En la tarea de 'seducir' al usuario juegan un papel protagonista la puntualidad y frecuencia del servicio. En septiembre, el metro tardaba una media de 53 minutos en llegar desde Albolote hasta Armilla. Ahora, a media mañana de un día entre semana, como pudo comprobar IDEAL, la duración total del trayecto es de unos 52 minutos. Las simulaciones previas a la apertura del metro estimaban la duración del viaje entre 42 y 49 minutos. En lo relativo a la frecuencia de paso, el objetivo es llegar a un tren cada 8 minutos en hora punta. En la actualidad, tardan entre 9 y 11 minutos.

Frecuencia y velocidad

La frecuencia y la velocidad no son las únicas asignaturas pendientes. Como ha podido comprobar este diario, tanto en las redes sociales como a pie de parada, las máquinas de recarga de billetes generan quejas entre los usuarios día tras día.

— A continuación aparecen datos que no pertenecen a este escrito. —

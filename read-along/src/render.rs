//! Terminal output: voice listings, the library, and the follow-along line.

use std::io::{self, Write};

use biscuit_narrates::{PlaybackEvent, SavedReading, VoiceCatalogListing};
use owo_colors::{OwoColorize, Stream};

/// Print the voice catalog, optionally for one language code only.
pub fn print_voices(listing: &VoiceCatalogListing, only: Option<&str>) {
    if listing.is_empty() {
        println!("No voices found.");
        return;
    }

    let groups: Vec<_> = listing
        .language_groups
        .iter()
        .filter(|group| only.is_none_or(|code| code == group.language_code))
        .collect();
    if groups.is_empty() {
        println!("No voices for {}.", only.unwrap_or_default());
        return;
    }

    for group in groups {
        let code = format!("[{}]", group.language_code);
        println!(
            "{} {} {}{}",
            group.flag_hint,
            group.display_name.if_supports_color(Stream::Stdout, |t| t.bold()),
            code.if_supports_color(Stream::Stdout, |t| t.dimmed()),
            if group.is_priority { " *" } else { "" }
        );
        for voice in &group.voices {
            let label = format!("{:<9}", voice.display_label);
            let name = format!("{:<32}", voice.technical_name);
            println!(
                "   {} {} {}",
                label.if_supports_color(Stream::Stdout, |t| t.cyan()),
                name,
                voice.id.if_supports_color(Stream::Stdout, |t| t.dimmed())
            );
        }
        println!();
    }
}

/// Print saved readings, oldest first.
pub fn print_library(readings: &[SavedReading]) {
    if readings.is_empty() {
        println!("No saved readings.");
        return;
    }

    for reading in readings {
        let id = reading.id.to_string();
        println!(
            "{}  {}  {}  {}",
            id.if_supports_color(Stream::Stdout, |t| t.yellow()),
            reading.created_at.format("%Y-%m-%d %H:%M"),
            reading.language,
            reading.name.if_supports_color(Stream::Stdout, |t| t.bold())
        );
    }
}

/// One-line reminder of the keyboard commands.
pub fn print_key_help() {
    let help = "keys: p pause / r resume / f forward / b back / s stop, then Enter";
    println!("{}", help.if_supports_color(Stream::Stdout, |t| t.dimmed()));
}

/// Percentage shown for an overall progress fraction.
pub fn percent(fraction: f64) -> u8 {
    (fraction.clamp(0.0, 1.0) * 100.0).round() as u8
}

/// The sentence being read, redrawn in place on every tick.
///
/// A finished sentence keeps its line; the next one starts below it.
pub struct ProgressLine {
    sentences: Vec<String>,
    current: Option<usize>,
}

impl ProgressLine {
    pub fn new(sentences: Vec<String>) -> Self {
        Self {
            sentences,
            current: None,
        }
    }

    pub fn apply(&mut self, event: &PlaybackEvent) {
        match event {
            PlaybackEvent::Progress {
                segment_index,
                fraction,
            } => self.draw(*segment_index, *fraction),
            PlaybackEvent::Paused => self.note("paused"),
            PlaybackEvent::Resumed => self.note("resumed"),
            PlaybackEvent::Skipped { word_index } => self.note(&format!("skipped to word {word_index}")),
            PlaybackEvent::Failed { message } => self.note(message),
            PlaybackEvent::Started
            | PlaybackEvent::Completed
            | PlaybackEvent::Stopped => {}
        }
    }

    /// Leave the cursor on a fresh line.
    pub fn finish(&mut self) {
        if self.current.take().is_some() {
            println!();
        }
    }

    fn draw(&mut self, segment: usize, fraction: f64) {
        if self.current.is_some_and(|current| current != segment) {
            println!();
        }
        self.current = Some(segment);

        let sentence = self.sentences.get(segment).map_or("", String::as_str);
        let badge = format!("[{:>3}%]", percent(fraction));
        print!(
            "\r\x1b[2K{} {}",
            badge.if_supports_color(Stream::Stdout, |t| t.dimmed()),
            sentence.if_supports_color(Stream::Stdout, |t| t.bold())
        );
        let _ = io::stdout().flush();
    }

    fn note(&mut self, label: &str) {
        self.finish();
        println!("{}", label.if_supports_color(Stream::Stdout, |t| t.yellow()));
    }
}
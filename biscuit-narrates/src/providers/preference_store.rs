//! Preference blob persistence.
//!
//! The blob is a JSON object shared with any other settings a front end
//! keeps; voice keys are only one part of it.

use std::io::Write;
use std::path::{Path, PathBuf};
use std::sync::Mutex;
use std::sync::atomic::{AtomicUsize, Ordering};

use serde_json::{Map, Value};

use crate::errors::NarrateError;
use crate::traits::PreferenceStore;

/// File name used under the home directory.
pub const PREFERENCES_FILE_NAME: &str = ".biscuit-narrates-prefs.json";

/// Preferences in a JSON file, written atomically.
#[derive(Debug, Clone)]
pub struct JsonFilePreferenceStore {
    path: PathBuf,
}

impl JsonFilePreferenceStore {
    /// Store preferences at `path`.
    pub fn new(path: impl Into<PathBuf>) -> Self {
        Self { path: path.into() }
    }

    /// Store preferences at `~/.biscuit-narrates-prefs.json`.
    ///
    /// Returns `None` if the home directory cannot be determined.
    pub fn in_home_dir() -> Option<Self> {
        dirs::home_dir().map(|home| Self::new(home.join(PREFERENCES_FILE_NAME)))
    }

    /// Where the preferences live.
    pub fn path(&self) -> &Path {
        &self.path
    }
}

impl PreferenceStore for JsonFilePreferenceStore {
    async fn load(&self) -> Result<Value, NarrateError> {
        let path_str = self.path.display().to_string();

        let contents = match tokio::fs::read_to_string(&self.path).await {
            Ok(contents) => contents,
            Err(e) if e.kind() == std::io::ErrorKind::NotFound => {
                return Ok(Value::Object(Map::new()));
            }
            Err(e) => {
                return Err(NarrateError::PreferenceReadError {
                    path: path_str,
                    message: e.to_string(),
                });
            }
        };

        if contents.trim().is_empty() {
            return Ok(Value::Object(Map::new()));
        }

        match serde_json::from_str(&contents) {
            Ok(value @ Value::Object(_)) => Ok(value),
            Ok(_) => Err(NarrateError::PreferenceReadError {
                path: path_str,
                message: "preferences are not a JSON object".into(),
            }),
            Err(e) => Err(NarrateError::PreferenceReadError {
                path: path_str,
                message: format!("JSON parse error: {}", e),
            }),
        }
    }

    async fn save(&self, preferences: Value) -> Result<(), NarrateError> {
        let path = self.path.clone();
        let path_str = path.display().to_string();

        let result = tokio::task::spawn_blocking(move || write_atomically(&path, &preferences))
            .await
            .map_err(|e| std::io::Error::other(e.to_string()))
            .and_then(|inner| inner);

        result.map_err(|e| NarrateError::PreferenceWriteError {
            path: path_str,
            message: e.to_string(),
        })
    }
}

/// Write using the temp file + rename pattern so readers never see a partial file.
fn write_atomically(path: &Path, preferences: &Value) -> Result<(), std::io::Error> {
    let json = serde_json::to_string_pretty(preferences)?;

    let parent = path.parent().unwrap_or(path);
    std::fs::create_dir_all(parent)?;

    let mut temp_file = tempfile::NamedTempFile::new_in(parent)?;
    temp_file.write_all(json.as_bytes())?;
    temp_file.flush()?;
    temp_file.persist(path)?;

    Ok(())
}

/// Preferences held in memory.
///
/// Used for `--ephemeral` sessions and by tests, which can count writes or
/// make every save fail.
#[derive(Debug)]
pub struct MemoryPreferenceStore {
    value: Mutex<Value>,
    saves: AtomicUsize,
    read_only: bool,
}

impl Default for MemoryPreferenceStore {
    fn default() -> Self {
        Self::with_value(Value::Object(Map::new()))
    }
}

impl MemoryPreferenceStore {
    /// A store pre-populated with `value`.
    pub fn with_value(value: Value) -> Self {
        Self {
            value: Mutex::new(value),
            saves: AtomicUsize::new(0),
            read_only: false,
        }
    }

    /// A store whose saves always fail.
    pub fn read_only(value: Value) -> Self {
        Self {
            read_only: true,
            ..Self::with_value(value)
        }
    }

    /// Number of successful saves.
    pub fn save_count(&self) -> usize {
        self.saves.load(Ordering::SeqCst)
    }

    /// A copy of the current blob.
    pub fn snapshot(&self) -> Value {
        match self.value.lock() {
            Ok(guard) => guard.clone(),
            Err(poisoned) => poisoned.into_inner().clone(),
        }
    }
}

impl PreferenceStore for MemoryPreferenceStore {
    async fn load(&self) -> Result<Value, NarrateError> {
        Ok(self.snapshot())
    }

    async fn save(&self, preferences: Value) -> Result<(), NarrateError> {
        if self.read_only {
            return Err(NarrateError::PreferenceWriteError {
                path: "memory".into(),
                message: "store is read-only".into(),
            });
        }
        match self.value.lock() {
            Ok(mut guard) => *guard = preferences,
            Err(poisoned) => *poisoned.into_inner() = preferences,
        }
        self.saves.fetch_add(1, Ordering::SeqCst);
        Ok(())
    }
}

El pago con tarjeta de crédito sólo está disponible en la parada junto a la estación de autobuses y en la de Recogidas. En el resto, es habitual encontrar que no hay cambio y sólo se puede introducir el importe exacto, un trastorno que suele generar comentarios casi a diario en el perfil de Twitter que centraliza la comunicación entre Metropolitano de Granada y los pasajeros.

Tampoco han pasado desapercibidos a través de la red los fallos en la maquinaria que han provocado retrasos o modificaciones del recorrido. El sistema de transición entre las zonas con y sin catenaria sigue generando algún contratiempo.

Por otro lado, están por acometer todavía algunas infraestructuras 'paralelas' al metro, como el aparcamiento disuasorio de Juncaril o la remodelación de la calle Arabial, que durante las obras del metro absorbió el tráfico de Camino de Ronda. Y con respecto a esta última vía, la plataforma construida entre la superficie y el túnel del metro aguarda todavía destino. A final de mes cumplirá el plazo que se otorgaron Junta y Ayuntamiento para discutir la posibilidad de construir allí un aparcamiento.

A largo plazo, el gran reto del metro es su ampliación. Varios municipios del cinturón han pedido ya que el metro se extienda a sus dominios. «El metro es una infraestructura compleja (...) Se va a atender a esas peticiones dando los pasos oportunos. Mentiríamos si dijéramos a una persona que mañana va a tener en su puerta el metro», señala José Antonio Martín. De las próximas convocatorias de fondos europeos, entre otras cuestiones, dependerán posibles estudios de ampliación. Por ahora, la próxima parada del metro es consolidar los 30.000 viajeros diarios.